Discussion in 'Optometry Archives' started by ironjustice, Sep 1, 2009.

  1. ironjustice

    ironjustice Guest

    Apr 21, 2009
    Iron accumulation within the retina increases with age

    Age-related iron accumulation within the retinal pigment epithelium
    (RPE) may increase oxidative stress and contribute to the development
    of age-related macular degeneration (AMD), according to a newly
    published study.

    Increasing evidence shows oxidative stress and free radical damage in
    the RPE may underlie the pathogenesis of AMD. The RPE generates
    reactive oxygen species through the phagocytosis of photoreceptor
    outer segment (POS), the digestion of phagocytosed POS, and exposure
    to intense light. Retinal pigment epithelial cells in the macular
    area, which has the highest oxygen consumption in the retina, carry an
    additional oxidative stress burden. Although many studies suggest that
    cumulative oxidative stress contributes to the pathogenesis of AMD,
    the sources of free radicals with age are not completely known.

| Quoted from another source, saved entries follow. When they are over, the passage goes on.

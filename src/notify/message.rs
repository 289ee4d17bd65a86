use std::collections::BTreeMap;

use uuid::Uuid;

use crate::config::{Recipient, RunContext};
use crate::models::{Availability, ChangeEvent, ChangeKind, Product, StockLevel};
use crate::utils::text::{extract_grade, shorten_name};

const DETAIL_PREFIX: &str = "└──▷";

/// Builds the Markdown reports sent to recipients.
pub struct MessageBuilder<'a> {
    ctx: &'a RunContext,
}

impl<'a> MessageBuilder<'a> {
    pub fn new(ctx: &'a RunContext) -> Self {
        Self { ctx }
    }

    fn header(&self, header_url: &str) -> String {
        if header_url.is_empty() {
            "🔋 *LiFePO4 Monitor*\n\n".to_string()
        } else {
            format!("[🔋 LiFePO4 Monitor]({header_url})\n\n")
        }
    }

    fn footer(&self, recipient: &Recipient, is_update: bool) -> String {
        let status = if is_update { "🔄" } else { "🆕" };
        let mut footer = format!(
            "\n\n{status} {}",
            self.ctx.now.format("%d.%m.%Y %H:%M:%S")
        );
        if let (Some(name), Some(url)) = (&recipient.name, &recipient.url) {
            footer.push_str(&format!("\n\n💬 [{name}]({url})"));
        } else if let Some(name) = &recipient.name {
            footer.push_str(&format!("\n\n💬 {name}"));
        }
        footer
    }

    fn graph_link(&self, product: &Product) -> String {
        if !self.ctx.generate_graphs {
            return String::new();
        }
        let Some(base) = &self.ctx.graph_base_url else {
            return String::new();
        };
        // Stable per-product id shared with the external graph renderer.
        let graph_id = Uuid::new_v5(&Uuid::NAMESPACE_URL, product.key().as_bytes())
            .simple()
            .to_string();
        format!(
            " [📈Stat]({}/graph_{}.html)",
            base.trim_end_matches('/'),
            &graph_id[..8]
        )
    }

    fn grade_display(product: &Product) -> String {
        match extract_grade(&product.name) {
            Some(grade) => {
                let emoji = if grade.contains('A') { "🅰️" } else { "🅱️" };
                format!("{emoji} {grade} | ")
            }
            None => String::new(),
        }
    }

    fn capacity_link(product: &Product) -> String {
        match product.capacity_ah {
            Some(c) => format!("[{c}Ah]({})", product.url),
            None => format!("[?Ah]({})", product.url),
        }
    }

    fn stock_display(product: &Product) -> String {
        match product.real_stock {
            Some(StockLevel::Exact(n)) => format!(" `[{n} pcs]`"),
            Some(StockLevel::OutOfStock) => " `[0 pcs]`".to_string(),
            Some(StockLevel::Unlimited) | Some(StockLevel::Unknown) | None => {
                if product.availability == Availability::InStock {
                    " `[in stock]`".to_string()
                } else {
                    String::new()
                }
            }
        }
    }

    fn product_line(&self, product: &Product) -> String {
        let price = product.price_text.as_deref().unwrap_or("N/A");
        let stock = Self::stock_display(product);

        let (status, detail) = match product.availability {
            Availability::Preorder => {
                let status = format!(" [📦Pre]({})", product.url);
                let detail = product
                    .delivery_date
                    .as_ref()
                    .map(|date| format!("\n  [{DETAIL_PREFIX} {date}]({}){stock}", product.url))
                    .unwrap_or_else(|| stock.clone());
                (status, detail)
            }
            Availability::InStock => (format!(" [✅In]({}){stock}", product.url), String::new()),
            Availability::OutOfStock => (format!(" ❌Out{stock}"), String::new()),
            Availability::Unknown => (String::new(), String::new()),
        };

        format!(
            "• {} {}{} | {}{}{}{}",
            Self::capacity_link(product),
            Self::grade_display(product),
            shorten_name(&product.name),
            price,
            status,
            detail,
            self.graph_link(product),
        )
    }

    fn price_change_line(
        &self,
        product: &Product,
        old: &rust_decimal::Decimal,
        new: &rust_decimal::Decimal,
        percent: f64,
    ) -> String {
        let emoji = if percent > 0.0 { "🔴" } else { "🟢" };
        let sign = if percent > 0.0 { "+" } else { "" };
        format!(
            "• {} {}{} | €{old} → €{new} ({emoji}{sign}{percent:.1}%){}",
            Self::capacity_link(product),
            Self::grade_display(product),
            shorten_name(&product.name),
            self.graph_link(product),
        )
    }

    /// Compose a changes-only report. `None` when there is nothing to say.
    pub fn changes_report(
        &self,
        recipient: &Recipient,
        events: &[&ChangeEvent],
        products: &BTreeMap<String, &Product>,
        header_url: &str,
    ) -> Option<String> {
        if events.is_empty() {
            return None;
        }

        let mut new_listings = Vec::new();
        let mut price_changes = Vec::new();
        let mut availability = Vec::new();
        let mut delivery = Vec::new();

        for event in events {
            let Some(product) = products.get(&event.product_id) else {
                continue;
            };
            match &event.kind {
                ChangeKind::NewListing => new_listings.push(self.product_line(product)),
                ChangeKind::PriceDrop { old, new, percent }
                | ChangeKind::PriceRise { old, new, percent } => {
                    price_changes.push(self.price_change_line(product, old, new, *percent));
                }
                ChangeKind::Restock { .. } => {
                    availability.push(format!(
                        "• ✅ {} {}{} | restocked{}{}",
                        Self::capacity_link(product),
                        Self::grade_display(product),
                        shorten_name(&product.name),
                        Self::stock_display(product),
                        self.graph_link(product),
                    ));
                }
                ChangeKind::OutOfStock => {
                    availability.push(format!(
                        "• ❌ {} {}{} | out of stock{}",
                        Self::capacity_link(product),
                        Self::grade_display(product),
                        shorten_name(&product.name),
                        self.graph_link(product),
                    ));
                }
                ChangeKind::DeliveryDateChange { old, new } => {
                    let change = match old {
                        Some(old) => format!("{old} → {new}"),
                        None => new.clone(),
                    };
                    delivery.push(format!(
                        "• {} {} {DETAIL_PREFIX} {change}",
                        Self::capacity_link(product),
                        shorten_name(&product.name),
                    ));
                }
            }
        }

        if new_listings.is_empty()
            && price_changes.is_empty()
            && availability.is_empty()
            && delivery.is_empty()
        {
            return None;
        }

        let mut msg = self.header(header_url);
        for (title, lines) in [
            ("✨ *New listings", &new_listings),
            ("💰 *Price changes", &price_changes),
            ("📦 *Availability", &availability),
            ("🚚 *Delivery dates", &delivery),
        ] {
            if !lines.is_empty() {
                msg.push_str(&format!("{title} ({}):*\n", lines.len()));
                msg.push_str(&lines.join("\n"));
                msg.push_str("\n\n");
            }
        }

        let mut msg = msg.trim_end().to_string();
        msg.push_str(&self.footer(recipient, true));
        Some(msg)
    }

    /// Compose the complete catalog report sent to full-type recipients
    /// every run.
    pub fn full_report(
        &self,
        recipient: &Recipient,
        products: &[&Product],
        header_url: &str,
    ) -> String {
        let in_stock = products
            .iter()
            .filter(|p| p.availability == Availability::InStock)
            .count();
        let preorder = products
            .iter()
            .filter(|p| p.availability == Availability::Preorder)
            .count();
        let out = products
            .iter()
            .filter(|p| p.availability == Availability::OutOfStock)
            .count();

        let mut msg = self.header(header_url);
        msg.push_str("📊 *Summary:*\n");
        msg.push_str(&format!("✅ In stock: {in_stock}\n"));
        msg.push_str(&format!("📦 Pre-order: {preorder}\n"));
        msg.push_str(&format!("❌ Out of stock: {out}\n\n"));

        msg.push_str(&format!("📋 *Catalog ({}):*\n", products.len()));
        for product in products {
            msg.push_str(&self.product_line(product));
            msg.push('\n');
        }

        let mut msg = msg.trim_end().to_string();
        msg.push_str(&self.footer(recipient, false));
        msg
    }

    /// Scheduled liveness ping, independent of scrape results.
    pub fn heartbeat(&self) -> String {
        format!(
            "💓 *Monitor alive* — scheduled check-in\n🔄 {}",
            self.ctx.now.format("%d.%m.%Y %H:%M:%S")
        )
    }
}
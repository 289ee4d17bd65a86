use std::sync::Arc;

use chrono::Utc;
use scraper::{ElementRef, Html, Selector};
use tokio::time::sleep;
use url::Url;

use crate::browser::BrowserSession;
use crate::config::{RunContext, ScraperConfig};
use crate::models::{Availability, Product};
use crate::utils::error::{MonitorError, Result};
use crate::utils::text::{clean_price, extract_capacity};

const PRODUCT_CARD: &str = "li.product-item";
const PRODUCT_LINK: &str = "a.product-item-link";
const PRODUCT_PRICE: &str = "span.price";
const CART_BUTTON: &str = "button.btn--cart";
const STOCK_TEXT: &str = "div.stock span, p.stock span";

/// Scrapes the catalog listing into product summaries.
///
/// The listing itself is JS-rendered and goes through the browser session;
/// preorder detail pages are static enough for a plain HTTP fetch.
pub struct CatalogScraper {
    session: Arc<BrowserSession>,
    http: reqwest::Client,
    config: ScraperConfig,
}

impl CatalogScraper {
    pub fn new(session: Arc<BrowserSession>, config: ScraperConfig) -> Result<Self> {
        let http = reqwest::Client::builder()
            .user_agent(config.user_agent.clone())
            .timeout(std::time::Duration::from_secs(config.request_timeout))
            .build()?;
        Ok(Self {
            session,
            http,
            config,
        })
    }

    /// Fetch and parse the catalog page. A malformed card is skipped with a
    /// logged reason; only a failed page fetch aborts the batch.
    pub async fn scrape(&self, ctx: &RunContext) -> Result<Vec<Product>> {
        tracing::info!(url = %ctx.catalog_url, "fetching catalog page");
        let html = self
            .session
            .fetch_html(&ctx.catalog_url, Some(PRODUCT_CARD))?;
        tracing::info!(chars = html.len(), "catalog page loaded");

        let mut products = parse_catalog(&html, &ctx.catalog_url)?;
        tracing::info!(count = products.len(), "parsed product cards");

        if ctx.fetch_delivery_dates {
            for product in &mut products {
                if product.availability != Availability::Preorder {
                    continue;
                }
                sleep(ctx.detail_fetch_delay).await;
                match self.fetch_delivery_date(&product.url).await {
                    Ok(Some(date)) => {
                        tracing::debug!(url = %product.url, date = %date, "delivery date found");
                        product.delivery_date = Some(date);
                    }
                    Ok(None) => {
                        tracing::debug!(url = %product.url, "no delivery date on detail page");
                    }
                    Err(e) => {
                        // Transient; the orchestrator retains the prior date.
                        tracing::warn!(url = %product.url, error = %e, "delivery date fetch failed");
                    }
                }
            }
        }

        Ok(products)
    }

    /// Bounded-retry fetch of a preorder detail page.
    pub async fn fetch_delivery_date(&self, url: &str) -> Result<Option<String>> {
        let attempts = self.config.retry_attempts.max(1);
        let mut last_err: Option<MonitorError> = None;

        for attempt in 1..=attempts {
            match self.fetch_detail_page(url).await {
                Ok(html) => return Ok(extract_delivery_date(&html)),
                Err(e) => {
                    tracing::debug!(url, attempt, error = %e, "detail page fetch failed");
                    last_err = Some(e);
                    if attempt < attempts {
                        sleep(std::time::Duration::from_millis(self.config.retry_delay_ms)).await;
                    }
                }
            }
        }

        Err(last_err.unwrap_or_else(|| MonitorError::Parse {
            message: format!("detail fetch failed for {url}"),
        }))
    }

    async fn fetch_detail_page(&self, url: &str) -> Result<String> {
        let response = self.http.get(url).send().await?.error_for_status()?;
        Ok(response.text().await?)
    }
}

/// Parse the listing HTML into products. Pure; exercised directly in tests.
pub fn parse_catalog(html: &str, base_url: &str) -> Result<Vec<Product>> {
    let document = Html::parse_document(html);
    let card_selector = Selector::parse(PRODUCT_CARD)
        .map_err(|e| MonitorError::Parse {
            message: format!("Invalid card selector: {e:?}"),
        })?;

    let base = Url::parse(base_url).map_err(|e| MonitorError::Parse {
        message: format!("Invalid catalog base URL '{base_url}': {e}"),
    })?;

    let mut products = Vec::new();
    for card in document.select(&card_selector) {
        match parse_card(card, &base) {
            Ok(product) => {
                if product.capacity_ah.is_none() {
                    tracing::debug!(name = %product.name, "no capacity in product name");
                }
                products.push(product);
            }
            Err(reason) => {
                tracing::warn!(reason = %reason, "skipping malformed product card");
            }
        }
    }

    Ok(products)
}

fn parse_card(card: ElementRef<'_>, base: &Url) -> std::result::Result<Product, String> {
    let link_selector = Selector::parse(PRODUCT_LINK).map_err(|e| format!("{e:?}"))?;
    let price_selector = Selector::parse(PRODUCT_PRICE).map_err(|e| format!("{e:?}"))?;
    let cart_selector = Selector::parse(CART_BUTTON).map_err(|e| format!("{e:?}"))?;
    let stock_selector = Selector::parse(STOCK_TEXT).map_err(|e| format!("{e:?}"))?;

    let link = card
        .select(&link_selector)
        .next()
        .ok_or("missing product link")?;

    let name = element_text(link);
    if name.is_empty() {
        return Err("empty product name".to_string());
    }

    let href = link.value().attr("href").ok_or("missing href")?;
    let url = base
        .join(href)
        .map_err(|e| format!("bad product href '{href}': {e}"))?
        .to_string();

    let price_text = card.select(&price_selector).next().map(element_text);
    let price = price_text.as_deref().and_then(clean_price);

    let availability = match card.select(&cart_selector).next() {
        Some(button) => {
            let is_preorder = button
                .value()
                .classes()
                .any(|c| c.to_lowercase().contains("preorder"));
            if is_preorder {
                Availability::Preorder
            } else {
                Availability::InStock
            }
        }
        // No cart button on a card means the listing is not orderable.
        None => Availability::OutOfStock,
    };

    let listed_stock_text = card
        .select(&stock_selector)
        .next()
        .map(element_text)
        .filter(|t| !t.is_empty());

    Ok(Product {
        capacity_ah: extract_capacity(&name),
        url,
        name,
        price,
        price_text,
        currency: "EUR".to_string(),
        listed_stock_text,
        availability,
        delivery_date: None,
        real_stock: None,
        variant_options: Vec::new(),
        seen_at: Utc::now(),
    })
}

fn element_text(element: ElementRef<'_>) -> String {
    element
        .text()
        .collect::<Vec<_>>()
        .join(" ")
        .split_whitespace()
        .collect::<Vec<_>>()
        .join(" ")
}

/// Pull an expected-delivery date out of a preorder detail page.
///
/// Tries dedicated markup first, then falls back to phrase patterns; new
/// storefront phrasings extend the table.
pub fn extract_delivery_date(html: &str) -> Option<String> {
    let document = Html::parse_document(html);

    for selector in [
        "div.delivery-date",
        "div.preorder-date",
        "p.availability-date",
    ] {
        if let Ok(sel) = Selector::parse(selector) {
            if let Some(el) = document.select(&sel).next() {
                let text = element_text(el);
                if !text.is_empty() {
                    return Some(text);
                }
            }
        }
    }

    let body_text: String = document.root_element().text().collect::<Vec<_>>().join(" ");
    let patterns = [
        r"(?i)expected (?:delivery|in stock)[:\s]+([A-Za-z]+\s+\d{4}|\d{1,2}[-./]\d{1,2}[-./]\d{2,4})",
        r"(?i)verwachte? levering[:\s]+([A-Za-z]+\s+\d{4}|\d{1,2}[-./]\d{1,2}[-./]\d{2,4})",
    ];
    for pattern in patterns {
        if let Some(caps) = regex::Regex::new(pattern).ok()?.captures(&body_text) {
            return Some(caps.get(1)?.as_str().trim().to_string());
        }
    }

    None
}
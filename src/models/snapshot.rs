use std::collections::BTreeMap;

use chrono::{DateTime, NaiveDate, Utc};
use serde::{Deserialize, Serialize};

use crate::models::Product;

/// The persisted record of all products' last-known state, keyed by product
/// id. Read-only during a run's diff phase; replaced wholesale by the
/// orchestrator after a fully successful run.
#[derive(Debug, Clone, Default, Serialize, Deserialize, PartialEq)]
pub struct Snapshot {
    pub generated_at: Option<DateTime<Utc>>,
    #[serde(default)]
    pub products: BTreeMap<String, Product>,
}

impl Snapshot {
    pub fn from_products<'a>(
        products: impl IntoIterator<Item = &'a Product>,
        generated_at: DateTime<Utc>,
    ) -> Self {
        Snapshot {
            generated_at: Some(generated_at),
            products: products
                .into_iter()
                .map(|p| (p.key(), p.clone()))
                .collect(),
        }
    }

    pub fn get(&self, key: &str) -> Option<&Product> {
        self.products.get(key)
    }

    pub fn len(&self) -> usize {
        self.products.len()
    }

    pub fn is_empty(&self) -> bool {
        self.products.is_empty()
    }
}

/// A composed notification held back by quiet hours, flushed on the first
/// eligible run.
#[derive(Debug, Clone, Serialize, Deserialize, PartialEq)]
pub struct PendingMessage {
    pub chat_id: String,
    pub thread_id: Option<i64>,
    pub text: String,
    pub queued_at: DateTime<Utc>,
}

/// Everything the state file holds: the diff baseline plus router
/// bookkeeping (deferred queue, heartbeat markers).
#[derive(Debug, Clone, Default, Serialize, Deserialize, PartialEq)]
pub struct PersistedState {
    pub snapshot: Snapshot,
    #[serde(default)]
    pub pending: Vec<PendingMessage>,
    /// Heartbeat time ("HH:MM") -> date it last fired.
    #[serde(default)]
    pub heartbeats_sent: BTreeMap<String, NaiveDate>,
}
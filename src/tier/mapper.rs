// src/tier/mapper.rs
use super::TierPolicy;
use crate::health::HealthStatus;
use hyper::StatusCode;

/// Response code a tier answers with for an aggregate status.
pub fn map_status(policy: &TierPolicy, status: HealthStatus) -> StatusCode {
    let code = policy.status_codes.code_for(status);
    StatusCode::from_u16(code).unwrap_or(StatusCode::INTERNAL_SERVER_ERROR)
}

    Recent studies show iron may contribute to the pathogenesis of AMD as
    a source of free radicals that damage the tissues. Iron is an
    essential element for many metabolic processes, but excess iron
    generates highly reactive hydroxyl radicals that damage lipid
    membranes and proteins. Changes of iron homeostasis have been
    associated with photoreceptor degeneration. Excess iron has been
    observed in the macular region of the retina, in the RPE, and in the
    drusen of AMD-affected eyes. Several studies show iron levels increase
    normally with age in the neural retina. However, there are few studies
    on iron levels in the RPE, the effects of aging, the physiological
    effects of excess iron on RPE function, and the way iron homeostasis
    in the RPE changes with age.

    In the current study, young and old rodent RPE/choroid were compared
    to assess iron homeostasis during normal aging and the effects of
    increased iron on the functions of retinal pigment epithelial cells.
    The iron level, mRNA expression, and protein level of iron-regulatory
    molecules in RPE/choroid were quantitatively compared between young
    and old animals. To test the effects of increased intracellular iron
    on the functions of retinal pigment epithelial cells, in vitro ARPE-19
    cells were treated with high levels of iron and assessed for
    phagocytosis activity and lysosomal activity.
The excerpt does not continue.